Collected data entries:
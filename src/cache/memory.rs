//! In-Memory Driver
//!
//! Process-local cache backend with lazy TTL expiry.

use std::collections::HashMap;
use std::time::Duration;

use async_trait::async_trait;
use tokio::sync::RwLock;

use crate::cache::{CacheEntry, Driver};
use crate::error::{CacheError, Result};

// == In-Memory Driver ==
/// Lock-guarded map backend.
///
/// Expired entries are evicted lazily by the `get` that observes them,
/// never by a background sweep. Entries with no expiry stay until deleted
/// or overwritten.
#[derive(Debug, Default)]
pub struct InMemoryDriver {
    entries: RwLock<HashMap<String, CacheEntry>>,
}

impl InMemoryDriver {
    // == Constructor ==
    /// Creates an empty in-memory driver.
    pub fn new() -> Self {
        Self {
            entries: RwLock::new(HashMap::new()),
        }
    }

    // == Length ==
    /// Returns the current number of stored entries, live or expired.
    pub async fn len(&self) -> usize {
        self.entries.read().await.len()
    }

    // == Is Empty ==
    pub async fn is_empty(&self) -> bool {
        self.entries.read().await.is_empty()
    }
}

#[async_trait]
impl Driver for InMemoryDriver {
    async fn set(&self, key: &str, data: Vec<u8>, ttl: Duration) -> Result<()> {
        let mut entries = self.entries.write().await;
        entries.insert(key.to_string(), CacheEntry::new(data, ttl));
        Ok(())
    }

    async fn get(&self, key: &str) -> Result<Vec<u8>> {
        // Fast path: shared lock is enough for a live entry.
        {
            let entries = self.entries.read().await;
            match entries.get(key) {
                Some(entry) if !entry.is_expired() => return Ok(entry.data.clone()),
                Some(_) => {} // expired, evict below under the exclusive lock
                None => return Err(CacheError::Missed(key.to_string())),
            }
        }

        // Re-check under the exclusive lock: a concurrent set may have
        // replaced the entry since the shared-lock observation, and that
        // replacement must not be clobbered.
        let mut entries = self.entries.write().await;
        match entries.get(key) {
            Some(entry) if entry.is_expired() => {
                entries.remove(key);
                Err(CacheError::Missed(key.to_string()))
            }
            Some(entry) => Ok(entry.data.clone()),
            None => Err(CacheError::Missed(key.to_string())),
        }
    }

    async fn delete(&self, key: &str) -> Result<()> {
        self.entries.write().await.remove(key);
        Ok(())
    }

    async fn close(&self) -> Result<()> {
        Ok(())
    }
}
---
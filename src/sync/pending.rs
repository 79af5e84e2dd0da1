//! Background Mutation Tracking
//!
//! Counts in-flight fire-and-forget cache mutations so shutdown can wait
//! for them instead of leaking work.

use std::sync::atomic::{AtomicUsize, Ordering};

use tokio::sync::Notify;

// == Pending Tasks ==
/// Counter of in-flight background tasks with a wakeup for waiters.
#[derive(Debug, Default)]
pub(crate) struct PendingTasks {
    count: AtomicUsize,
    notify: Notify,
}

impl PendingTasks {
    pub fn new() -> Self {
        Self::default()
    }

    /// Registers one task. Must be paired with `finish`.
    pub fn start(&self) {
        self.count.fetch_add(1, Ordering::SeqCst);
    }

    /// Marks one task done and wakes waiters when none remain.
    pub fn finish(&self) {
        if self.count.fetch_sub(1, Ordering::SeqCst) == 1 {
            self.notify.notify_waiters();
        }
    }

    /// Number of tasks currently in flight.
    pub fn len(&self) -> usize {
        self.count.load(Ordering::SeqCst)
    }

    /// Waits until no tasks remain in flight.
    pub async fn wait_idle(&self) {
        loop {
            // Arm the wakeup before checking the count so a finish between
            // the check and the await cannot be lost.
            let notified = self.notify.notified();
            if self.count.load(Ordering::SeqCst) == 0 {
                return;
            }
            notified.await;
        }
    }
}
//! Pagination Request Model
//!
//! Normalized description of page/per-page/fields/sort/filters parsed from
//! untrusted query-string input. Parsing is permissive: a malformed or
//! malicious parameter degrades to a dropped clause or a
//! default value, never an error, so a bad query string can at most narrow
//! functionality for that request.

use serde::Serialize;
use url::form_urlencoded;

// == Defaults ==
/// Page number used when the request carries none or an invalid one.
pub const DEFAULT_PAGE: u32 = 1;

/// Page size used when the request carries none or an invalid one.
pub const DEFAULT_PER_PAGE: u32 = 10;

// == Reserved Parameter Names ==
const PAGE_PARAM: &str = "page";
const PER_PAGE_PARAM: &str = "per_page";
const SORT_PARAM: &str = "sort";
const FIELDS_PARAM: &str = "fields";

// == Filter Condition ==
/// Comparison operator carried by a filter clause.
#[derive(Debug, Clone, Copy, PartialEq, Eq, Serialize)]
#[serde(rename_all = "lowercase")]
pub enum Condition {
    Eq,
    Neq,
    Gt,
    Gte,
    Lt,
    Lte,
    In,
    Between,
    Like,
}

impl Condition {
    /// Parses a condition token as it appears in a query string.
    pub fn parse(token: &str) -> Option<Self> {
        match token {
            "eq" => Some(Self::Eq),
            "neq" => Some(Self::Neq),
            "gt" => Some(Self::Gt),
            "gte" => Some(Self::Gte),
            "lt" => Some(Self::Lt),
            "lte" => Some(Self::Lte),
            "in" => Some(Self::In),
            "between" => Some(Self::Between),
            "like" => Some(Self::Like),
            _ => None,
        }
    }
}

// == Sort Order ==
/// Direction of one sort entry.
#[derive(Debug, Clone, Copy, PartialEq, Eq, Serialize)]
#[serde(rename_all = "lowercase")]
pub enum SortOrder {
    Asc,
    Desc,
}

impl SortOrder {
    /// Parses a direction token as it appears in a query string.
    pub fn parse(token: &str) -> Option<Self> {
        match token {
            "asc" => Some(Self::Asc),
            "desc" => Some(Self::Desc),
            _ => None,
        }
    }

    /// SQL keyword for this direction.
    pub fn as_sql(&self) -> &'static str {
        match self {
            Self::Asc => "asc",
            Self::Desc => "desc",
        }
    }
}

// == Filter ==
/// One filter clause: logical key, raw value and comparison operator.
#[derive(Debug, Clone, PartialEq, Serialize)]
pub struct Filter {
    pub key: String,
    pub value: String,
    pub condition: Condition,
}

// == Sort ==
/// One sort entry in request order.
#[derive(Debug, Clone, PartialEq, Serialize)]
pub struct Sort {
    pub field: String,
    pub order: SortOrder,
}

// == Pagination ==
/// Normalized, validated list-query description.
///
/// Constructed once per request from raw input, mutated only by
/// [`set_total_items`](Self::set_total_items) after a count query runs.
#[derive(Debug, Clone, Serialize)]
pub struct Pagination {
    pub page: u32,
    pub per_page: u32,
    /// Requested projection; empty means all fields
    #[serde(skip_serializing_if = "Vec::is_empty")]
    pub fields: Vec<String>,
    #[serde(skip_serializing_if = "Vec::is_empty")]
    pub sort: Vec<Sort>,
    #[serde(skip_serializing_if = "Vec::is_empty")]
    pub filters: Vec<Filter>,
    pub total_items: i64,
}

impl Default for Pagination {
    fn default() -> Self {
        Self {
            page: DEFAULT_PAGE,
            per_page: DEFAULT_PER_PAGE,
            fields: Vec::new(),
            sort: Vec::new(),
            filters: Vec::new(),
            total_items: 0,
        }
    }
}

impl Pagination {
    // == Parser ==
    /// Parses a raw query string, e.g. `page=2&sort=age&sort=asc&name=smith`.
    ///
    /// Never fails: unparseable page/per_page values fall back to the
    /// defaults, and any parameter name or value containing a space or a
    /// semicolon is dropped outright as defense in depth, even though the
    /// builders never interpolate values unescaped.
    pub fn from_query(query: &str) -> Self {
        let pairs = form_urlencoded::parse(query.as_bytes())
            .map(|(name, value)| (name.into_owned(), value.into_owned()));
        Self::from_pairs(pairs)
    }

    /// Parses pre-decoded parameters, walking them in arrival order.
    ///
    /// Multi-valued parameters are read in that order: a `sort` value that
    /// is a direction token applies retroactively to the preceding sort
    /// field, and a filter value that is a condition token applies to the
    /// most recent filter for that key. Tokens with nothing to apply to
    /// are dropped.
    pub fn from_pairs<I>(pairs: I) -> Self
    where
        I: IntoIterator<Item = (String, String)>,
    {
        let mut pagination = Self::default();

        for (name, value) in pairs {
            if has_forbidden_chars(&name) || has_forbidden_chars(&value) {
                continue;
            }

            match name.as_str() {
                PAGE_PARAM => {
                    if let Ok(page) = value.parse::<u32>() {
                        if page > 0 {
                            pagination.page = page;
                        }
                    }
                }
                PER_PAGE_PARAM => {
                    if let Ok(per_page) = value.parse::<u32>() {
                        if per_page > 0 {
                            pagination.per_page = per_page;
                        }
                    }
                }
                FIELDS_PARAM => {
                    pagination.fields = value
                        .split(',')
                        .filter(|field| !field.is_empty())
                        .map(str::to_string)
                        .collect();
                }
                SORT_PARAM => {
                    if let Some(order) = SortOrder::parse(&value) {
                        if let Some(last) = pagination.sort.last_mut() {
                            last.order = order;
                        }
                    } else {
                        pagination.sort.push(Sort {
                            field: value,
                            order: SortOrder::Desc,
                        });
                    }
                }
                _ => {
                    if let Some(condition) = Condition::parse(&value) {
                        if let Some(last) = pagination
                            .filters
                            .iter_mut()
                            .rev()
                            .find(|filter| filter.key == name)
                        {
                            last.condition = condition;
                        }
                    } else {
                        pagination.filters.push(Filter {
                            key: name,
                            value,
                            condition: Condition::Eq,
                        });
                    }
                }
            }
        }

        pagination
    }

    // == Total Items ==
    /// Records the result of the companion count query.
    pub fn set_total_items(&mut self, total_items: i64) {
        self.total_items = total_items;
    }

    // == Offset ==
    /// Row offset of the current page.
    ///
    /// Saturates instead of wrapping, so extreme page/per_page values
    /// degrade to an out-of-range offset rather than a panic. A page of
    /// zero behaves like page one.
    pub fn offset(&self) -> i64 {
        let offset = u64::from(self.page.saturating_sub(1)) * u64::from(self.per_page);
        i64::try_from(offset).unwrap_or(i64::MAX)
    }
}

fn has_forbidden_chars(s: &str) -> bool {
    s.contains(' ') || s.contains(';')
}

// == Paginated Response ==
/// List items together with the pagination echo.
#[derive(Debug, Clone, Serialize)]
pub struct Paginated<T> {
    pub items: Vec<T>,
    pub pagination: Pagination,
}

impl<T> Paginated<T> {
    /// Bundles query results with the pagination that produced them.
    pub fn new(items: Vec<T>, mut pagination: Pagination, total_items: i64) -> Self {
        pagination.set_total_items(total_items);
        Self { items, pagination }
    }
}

EXERCISE DESCRIPTION → From the records above, retype only the lines starting at the line that contains "filename src/cache/memory.rs" and ending at the line that contains "pub async fn is_empty(&self)", both included.

RESULT FOR THIS EXERCISE →
filename src/cache/memory.rs
//! In-Memory Driver
//!
//! Process-local cache backend with lazy TTL expiry.

use std::collections::HashMap;
use std::time::Duration;

use async_trait::async_trait;
use tokio::sync::RwLock;

use crate::cache::{CacheEntry, Driver};
use crate::error::{CacheError, Result};

// == In-Memory Driver ==
/// Lock-guarded map backend.
///
/// Expired entries are evicted lazily by the `get` that observes them,
/// never by a background sweep. Entries with no expiry stay until deleted
/// or overwritten.
#[derive(Debug, Default)]
pub struct InMemoryDriver {
    entries: RwLock<HashMap<String, CacheEntry>>,
}

impl InMemoryDriver {
    // == Constructor ==
    /// Creates an empty in-memory driver.
    pub fn new() -> Self {
        Self {
            entries: RwLock::new(HashMap::new()),
        }
    }

    // == Length ==
    /// Returns the current number of stored entries, live or expired.
    pub async fn len(&self) -> usize {
        self.entries.read().await.len()
    }

    // == Is Empty ==
    pub async fn is_empty(&self) -> bool {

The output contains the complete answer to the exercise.